Our low pressure approach doesn't make us susceptible to kinks at all - we just run lines that flow more water per firefighter and use nozzles with 25 PSI less operating pressure than you do. We have had no problems with this system with extensive research and testing, with live fire training evolutions, or with real fires. It's possible to kink any line - even a 1-1/2 being pumped at 300 PSI.
We don't make up our own coefficient, we did real world testing with direct-reading instruments. We have onboard flow meters on our engines. Those flow meters are calibrated to within =/- 3% by the manufacturer, and certified as such. At 150 GPM, the flow meter won't be more than 4.5 GPM off from what's shown on the flow meter. If 150 GPM enter the line at the onboard flow meter, then you can be satisfied that pretty close to 150 GPM leaves the tip.
Further, even though they publish basic hydraulic calculations, IFSTA and several other fire service training groups tell you to conduct your own testing and to calculate your own coefficients rather than blindly accepting theirs. Those coefficients are THEORETICAL...in other words, they're theory, not real-world fact. The testing we did showed that we had a max flow 1.75 hose coefficient of 10 with a standard flow coefficient of 8.65...and we can prove it with direct-reading instruments.
If you haven't used flow meters to measure your actual flows with the layouts you're specifying, then it's probable that you don't know what your real coefficients are.
Check the IFSTA Friction Loss Coefficient Determination Chart on page 189 of the Pumping Apparatus Driver/Operator Handbook, 2nd Edition for the methodology for how to calculate your own real coefficients and actual flows.
Do you test your department's layouts with flow meters?
Let's use the IFSTA "simple math" formula. Let's say that you have a 600-foot 1-1/2 line with your rule-of-thumb number, 30 PSI per 100 feet. that's 180 lbs of FL (30 x 6)in the hose. Add 75 or 100 PSI for the nozzles pressure you have, and that means that you're pumping as much as 280 PSI in the attack line. You can't take away the intake pressure, because the intake pressure isn't being pumped through the long attack line.
Here's the simple math...
C(Q squared) L where C is the coefficient, Q is the volume, and L is the length.

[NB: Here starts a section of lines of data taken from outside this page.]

//! Query segmentation: Mix first, then 2- and 3-character sliding
//! sub-words of every Mix word longer than 2/3 characters that exist in
//! the dictionary, emitted ahead of the parent word (spec.md §4.5.5).

use std::ops::Range;

use jieba_core::{Dat, RuneString};

use crate::segment::mix::MixSegment;
use crate::segment::Segmenter;

pub struct QuerySegment<'a> {
    mix: MixSegment<'a>,
    dat: &'a Dat,
}

impl<'a> QuerySegment<'a> {
    pub fn new(mix: MixSegment<'a>, dat: &'a Dat) -> Self {
        QuerySegment { mix, dat }
    }
}

impl<'a> Segmenter for QuerySegment<'a> {
    fn cut(&self, runes: &RuneString, range: Range<usize>, with_hmm: bool) -> Vec<Range<usize>> {
        let mix_spans = self.mix.cut(runes, range, with_hmm);
        let mut result = Vec::with_capacity(mix_spans.len());

        for span in mix_spans {
            let len = span.end - span.start;

            if len > 2 {
                for i in span.start..span.end - 1 {
                    let sub = i..i + 2;
                    if self.dat.find_exact(bytes_of(runes, sub.clone())).is_some() {
                        result.push(sub);
                    }
                }
            }
            if len > 3 {
                for i in span.start..span.end - 2 {
                    let sub = i..i + 3;
                    if self.dat.find_exact(bytes_of(runes, sub.clone())).is_some() {
                        result.push(sub);
                    }
                }
            }

            result.push(span);
        }

        result
    }
}

fn bytes_of(runes: &RuneString, range: Range<usize>) -> &str {
    std::str::from_utf8(runes.encode_range(range)).unwrap_or("")
}

#[cfg(test)]
mod tests {
    use super::*;
    use jieba_core::{DatElement, HmmModel};
    use std::collections::HashSet;

    fn write_model(dir: &tempfile::TempDir) -> std::path::PathBuf {
        let path = dir.path().join("hmm_model.utf8");
        let content = "\
-0.26 -3.14e+100 -3.14e+100 -1.47\n\
-0.51 -0.91 -3.14e+100 -3.14e+100\n\
-3.14e+100 -3.14e+100 -0.34 -1.26\n\
-3.14e+100 -3.14e+100 -0.35 -1.22\n\
-3.6 -3.6 -2.6 -1.9\n\
a:-2.0\n\
a:-2.0\n\
a:-2.0\n\
a:-2.0\n";
        std::fs::write(&path, content).unwrap();
        path
    }

    fn build_dat() -> (tempfile::TempDir, Dat) {
        let dir = tempfile::tempdir().unwrap();
        let cache_path = dir.path().join("query.dat_cache");
        let md5 = [b'8'; 32];
        let elements = vec![
            DatElement { word: "小明".into(), tag: "nr".into(), weight: -4.0 },
            DatElement { word: "硕士".into(), tag: "n".into(), weight: -4.5 },
            DatElement { word: "毕业".into(), tag: "v".into(), weight: -4.2 },
            DatElement { word: "于".into(), tag: "p".into(), weight: -3.0 },
            DatElement { word: "中国".into(), tag: "ns".into(), weight: -5.0 },
            DatElement { word: "中国科学院".into(), tag: "nt".into(), weight: -8.0 },
            DatElement { word: "科学院".into(), tag: "n".into(), weight: -6.0 },
            DatElement { word: "科学".into(), tag: "n".into(), weight: -4.0 },
            DatElement { word: "学院".into(), tag: "n".into(), weight: -4.1 },
            DatElement { word: "计算所".into(), tag: "n".into(), weight: -7.0 },
        ];
        let dat = Dat::build(elements, -100.0, &cache_path, &md5).unwrap();
        (dir, dat)
    }

    #[test]
    fn query_cut_adds_subwords_of_long_mix_words() {
        let (_dir, dat) = build_dat();
        let hmm_dir = tempfile::tempdir().unwrap();
        let model = HmmModel::load(&write_model(&hmm_dir)).unwrap();
        let user_single_char_set = HashSet::new();
        let mix = MixSegment::new(&dat, 5, &model, &user_single_char_set);
        let query = QuerySegment::new(mix, &dat);

        let runes = RuneString::from_str("小明硕士毕业于中国科学院计算所");
        let spans = query.cut(&runes, 0..runes.len(), true);
        let words: Vec<String> = spans
            .iter()
            .map(|r| String::from_utf8(runes.encode_range(r.clone()).to_vec()).unwrap())
            .collect();

        assert!(words.contains(&"中国".to_string()));
        assert!(words.contains(&"科学".to_string()));
        assert!(words.contains(&"学院".to_string()));
        assert!(words.contains(&"科学院".to_string()));
        assert!(words.contains(&"中国科学院".to_string()));
    }
}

C = 24 for 1-1/2, according to IFSTA. So, if you're flowing 125 GPM, your formula looks like this...
24(1.25 squared) 6
24(1.56) 6
37.44 x 6
224 PSI just for the hose. If you're using a 100 PSI standard nozzle with 50 PSI of intake pressure, you add a net of 50 PSI, so you get 249 PSI for the 600 foot lay.
Now compare that to our leader line - we'd have 500 foot of 2-1/2 plus 100 feet of 1-3/4 and a 50 PSI tip. Put our system on your same water supply, and you get this:
C (Q squared) L for the 2-1/2 is
2( 1.5 squared) 5
2(2.25)5
4.5 x 5 22.5
The formula for the 1.75 is
C(Q squared)L
8.65(1.5 squared)1
8.65(2.25) 19.46
19.46 plus 22.5, is 41.96...close enough to 42. Add the 50 PSI for our nozzles, you get 92 PSI.
92 PSI instead of 280 the way we do it... with 25 more GPM per company.
Ok, take your safety margin and while you are standing outside trying to make your connections and recruiting some of the town folk to help you lug that contraption around, we'll just go in and put the fire out. I'm not guessing that will happen, I've see and been a part of it. If you don't like it, then simply don't use it. Not spitting out doctorine here.
We do it with three-firefighter engine companies and we don't generally have out-of-town help since we're on an isolated barrier island in the Atlantic Ocean. We just go in and put it out, too. We just do it without stressing our hose, our engines, or our pumps unnecessarily.
We routinely have fires out of reach of the preconnects...setbacks, greenways, narrow, dead-end streets, condos with Side A pedestrian-only courtyards, buildings isolated by water on two or three sides, and any number of other access problems, so we know about long hose stretches.
You need to lose the blind spot and stop assuming that 2-1/2 equals "standing outside". It doesn't, just like using 1-1/2 doesn't make everyone that uses it too wimpy to handle real fire hose.